Class description

This class is a practical introduction to statistical modeling and experimental design, intended to provide essential skills for doing research. We'll cover basic techniques (e.g., hypothesis testing and regression models) for both traditional experiments and newer paradigms such as evaluating simulations. Students with research projects will be encouraged to share their experiences and project-specific questions.

Students are expected to attend class and participate in discussions. Coursework will consist of two "practicals"—analyzing simple datasets to solidify core concepts—and two "case studies"—critical reading assignments of actual articles. Each assignment should take roughly one hour. Students are welcome to work in groups, but each student must submit an individual write-up in his or her own words. If you do work in a group, please also indicate with whom you worked. To pass, students must get a check/check+ on all assignments.

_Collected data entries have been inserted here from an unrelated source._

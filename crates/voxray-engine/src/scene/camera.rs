use glam::Vec3;

use crate::render::{RenderError, RenderResult};

/// Thin-lens camera.
///
/// `rotation` holds Euler angles in radians (pitch about X, yaw about Y, roll
/// about Z); the kernel builds the view basis from them. With no rotation the
/// camera looks down +Z with +Y up.
///
/// `sensor_width` and `focal_length` share world units: together they fix the
/// horizontal field of view, and `focal_length` is also the distance of the
/// plane in focus. `aperture == 0` gives a pinhole camera.
#[derive(Debug, Copy, Clone, PartialEq)]
pub struct Camera {
    pub position: Vec3,
    pub rotation: Vec3,
    pub sensor_width: f32,
    pub focal_length: f32,
    pub aperture: f32,
    /// Linear radiance scale applied before tone mapping.
    pub exposure: f32,
}

impl Default for Camera {
    fn default() -> Self {
        Self {
            position: Vec3::ZERO,
            rotation: Vec3::ZERO,
            sensor_width: 1.0,
            focal_length: 1.0,
            aperture: 0.0,
            exposure: 1.0,
        }
    }
}

impl Camera {
    /// Creates a validated camera.
    pub fn new(
        position: Vec3,
        rotation: Vec3,
        sensor_width: f32,
        focal_length: f32,
        aperture: f32,
        exposure: f32,
    ) -> RenderResult<Self> {
        let camera = Self {
            position,
            rotation,
            sensor_width,
            focal_length,
            aperture,
            exposure,
        };
        camera.validate()?;
        Ok(camera)
    }

    /// Checks the value ranges the kernel relies on.
    pub fn validate(&self) -> RenderResult<()> {
        if !(self.position.is_finite() && self.rotation.is_finite()) {
            return Err(RenderError::invalid_argument("camera position and rotation must be finite"));
        }
        // Written as negated comparisons so NaN fails too.
        if !(self.sensor_width > 0.0) {
            return Err(RenderError::invalid_argument(format!(
                "sensor width must be > 0, got {}",
                self.sensor_width
            )));
        }
        if !(self.focal_length > 0.0) {
            return Err(RenderError::invalid_argument(format!(
                "focal length must be > 0, got {}",
                self.focal_length
            )));
        }
        if !(self.aperture >= 0.0) {
            return Err(RenderError::invalid_argument(format!(
                "aperture must be >= 0, got {}",
                self.aperture
            )));
        }
        if !(self.exposure > 0.0) {
            return Err(RenderError::invalid_argument(format!(
                "exposure must be > 0, got {}",
                self.exposure
            )));
        }
        Ok(())
    }

    /// Horizontal field of view in radians.
    #[inline]
    pub fn horizontal_fov(&self) -> f32 {
        2.0 * (self.sensor_width / (2.0 * self.focal_length)).atan()
    }

    /// Distance from the lens to the plane in perfect focus.
    #[inline]
    pub fn focal_plane_distance(&self) -> f32 {
        self.focal_length
    }

    #[inline]
    pub fn has_depth_of_field(&self) -> bool {
        self.aperture > 0.0
    }
}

Finally, as this class is meant to be practical, we welcome any suggestions on topics and teaching style that will help you gain more from this course.

What will you get out of this class?

By the end of the class, you'll be able to:

Schedule

Due to the snowstorm and MIT closing on Tuesday, Jan 27, all classes from then on will be pushed back by one day. Note that Practical 2 will still be due on Tuesday by email!

Week Date Topic Assignments due Notes
1 Tue Jan 20 Introduction to statistics terminology, exploratory data analysis, and important distributions [PDF] (last updated 1/19)
Wed Jan 21 Confidence intervals and hypothesis testing Paragraph on your research interests [PDF] (last updated 1/19)
Thu Jan 22 Linear regression [PDF] (last updated 1/20)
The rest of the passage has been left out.